One professor (who I greatly respect) did as follows:
- He made the papers a part of the exam, the second part being the talk/presentation.
- The papers had to be in some particular conference format (there were style files at the conference page).
- There were two dates in which students could present, and it would be organized in a mini-conference form (20 minutes for the talk, 5 minutes for questions, 5 minutes for connecting laptop).
- There were 8-9 topics listed that students could pick from (there were about 20 people in the class) which were simplified cases of some research problems.
- You could do your own topic if you could persuade the professor (actually anything reasonable worked).
- "I took the XYZ approach and failed" were valid results.
- Students worked alone (but there were exceptions). They could discuss their project during office hours, but were not required to.
- There were no drafts, but if you submitted a draft, your paper would get "peer reviewed" by the professor.
- Some of the works were later submitted to student session of the said conference.

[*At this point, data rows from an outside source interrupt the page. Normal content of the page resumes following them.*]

//! Derived, read-only views over a building's ledger
//!
//! Reports are recomputed from the unit and expense collections on demand
//! and never stored, so there is no second source of truth to drift.

pub mod fund;
pub mod overdue;

pub use fund::FundReport;
pub use overdue::{OverdueEntry, OverdueReport};
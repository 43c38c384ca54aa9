//! Service layer
//!
//! Business logic sitting between the CLI and storage.

pub mod building;

pub use building::{BuildingService, ExpenseDraft, UnitDraft};
//! User settings
//!
//! Persists the calendar system used for month boundaries and the date
//! display format. The calendar is configuration, never hard-coded: a
//! building managed on the Persian calendar gets Jalali month boundaries
//! for overdue computations.

use serde::{Deserialize, Serialize};

use super::paths::StrataPaths;
use crate::error::StrataError;
use crate::models::CalendarSystem;

/// User settings for strata-ledger
#[derive(Debug, Clone, Serialize, Deserialize)]
pub struct Settings {
    /// Schema version for migration support
    #[serde(default = "default_schema_version")]
    pub schema_version: u32,

    /// Calendar used for month boundaries and year/month filters
    #[serde(default)]
    pub calendar: CalendarSystem,

    /// Date format preference (strftime format)
    #[serde(default = "default_date_format")]
    pub date_format: String,
}

fn default_schema_version() -> u32 {
    1
}

fn default_date_format() -> String {
    "%Y-%m-%d".to_string()
}

impl Default for Settings {
    fn default() -> Self {
        Self {
            schema_version: default_schema_version(),
            calendar: CalendarSystem::default(),
            date_format: default_date_format(),
        }
    }
}

impl Settings {
    /// Load settings from disk, or create default settings if absent
    pub fn load_or_create(paths: &StrataPaths) -> Result<Self, StrataError> {
        let settings_path = paths.settings_file();

        if settings_path.exists() {
            let contents = std::fs::read_to_string(&settings_path)
                .map_err(|e| StrataError::Io(format!("Failed to read settings file: {}", e)))?;

            let settings: Settings = serde_json::from_str(&contents)
                .map_err(|e| StrataError::Config(format!("Failed to parse settings file: {}", e)))?;

            Ok(settings)
        } else {
            Ok(Settings::default())
        }
    }

    /// Save settings to disk
    pub fn save(&self, paths: &StrataPaths) -> Result<(), StrataError> {
        paths.ensure_directories()?;

        let settings_path = paths.settings_file();
        let contents = serde_json::to_string_pretty(self)
            .map_err(|e| StrataError::Config(format!("Failed to serialize settings: {}", e)))?;

        std::fs::write(&settings_path, contents)
            .map_err(|e| StrataError::Io(format!("Failed to write settings file: {}", e)))?;

        Ok(())
    }
}
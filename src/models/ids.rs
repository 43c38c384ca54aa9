//! Strongly-typed ID wrappers for all entity types
//!
//! Using newtype wrappers prevents accidentally mixing up IDs from different
//! entity types at compile time.

use serde::{Deserialize, Serialize};
use std::fmt;
use std::str::FromStr;
use uuid::Uuid;

/// Macro to generate ID newtype wrappers
macro_rules! define_id {
    ($name:ident, $display_prefix:literal) => {
        #[derive(
            Debug, Clone, Copy, PartialEq, Eq, PartialOrd, Ord, Hash, Serialize, Deserialize,
        )]
        #[serde(transparent)]
        pub struct $name(Uuid);

        impl $name {
            /// Create a new random ID
            pub fn new() -> Self {
                Self(Uuid::new_v4())
            }

            /// Create an ID from an existing UUID
            pub fn from_uuid(uuid: Uuid) -> Self {
                Self(uuid)
            }

            /// Get the underlying UUID
            pub fn as_uuid(&self) -> &Uuid {
                &self.0
            }

            /// Parse an ID from a string
            pub fn parse(s: &str) -> Result<Self, uuid::Error> {
                Ok(Self(Uuid::parse_str(s)?))
            }
        }

        impl Default for $name {
            fn default() -> Self {
                Self::new()
            }
        }

        impl fmt::Display for $name {
            fn fmt(&self, f: &mut fmt::Formatter<'_>) -> fmt::Result {
                write!(f, "{}{}", $display_prefix, &self.0.to_string()[..8])
            }
        }

        impl From<Uuid> for $name {
            fn from(uuid: Uuid) -> Self {
                Self(uuid)
            }
        }

        impl FromStr for $name {
            type Err = uuid::Error;

            fn from_str(s: &str) -> Result<Self, Self::Err> {
                // Try to parse the full UUID
                if let Ok(uuid) = Uuid::parse_str(s) {
                    return Ok(Self(uuid));
                }
                // Try stripping common prefixes
                let s = s.strip_prefix($display_prefix).unwrap_or(s);
                Ok(Self(Uuid::parse_str(s)?))
            }
        }
    };
}

define_id!(BuildingId, "bld-");
define_id!(UnitId, "unt-");
define_id!(ExpenseId, "exp-");

#[cfg(test)]
mod tests {
    use super::*;

    #[test]
    fn test_building_id_creation() {
        let id = BuildingId::new();
        assert!(!id.as_uuid().is_nil());
    }

    #[test]
    fn test_id_display() {
        let id = UnitId::new();
        let display = format!("{}", id);
        assert!(display.starts_with("unt-"));
        assert_eq!(display.len(), 12); // "unt-" + 8 chars
    }

    #[test]
    fn test_id_serialization() {
        let id = ExpenseId::new();
        let json = serde_json::to_string(&id).unwrap();
        let deserialized: ExpenseId = serde_json::from_str(&json).unwrap();
        assert_eq!(id, deserialized);
    }

    #[test]
    fn test_id_parse() {
        let uuid_str = "550e8400-e29b-41d4-a716-446655440000";
        let id = BuildingId::parse(uuid_str).unwrap();
        assert_eq!(id.as_uuid().to_string(), uuid_str);
    }

    #[test]
    fn test_from_str_accepts_prefixed_form() {
        let id = UnitId::new();
        let full = id.as_uuid().to_string();
        let parsed: UnitId = full.parse().unwrap();
        assert_eq!(parsed, id);
    }

    #[test]
    fn test_different_id_types_not_mixable() {
        // Different ID types are distinct at compile time; only the
        // underlying UUIDs can be compared.
        let building_id = BuildingId::new();
        let unit_id = UnitId::new();
        assert_ne!(building_id.as_uuid(), unit_id.as_uuid());
    }
}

In my opinion it worked pretty well. One key thing was that each topic was assigned to more than one student and so it could be later compared, it made an interesting discussion and some funny discoveries. It is worth to point out that the professor would never use students' data against them (even if it was clear that one of them did something wrong). Finally, I think it is significant that it was a practical course, namely natural language processing, where there is a big supply of easy research questions (and is quite entertaining because of the "insights" of machine learning algorithms).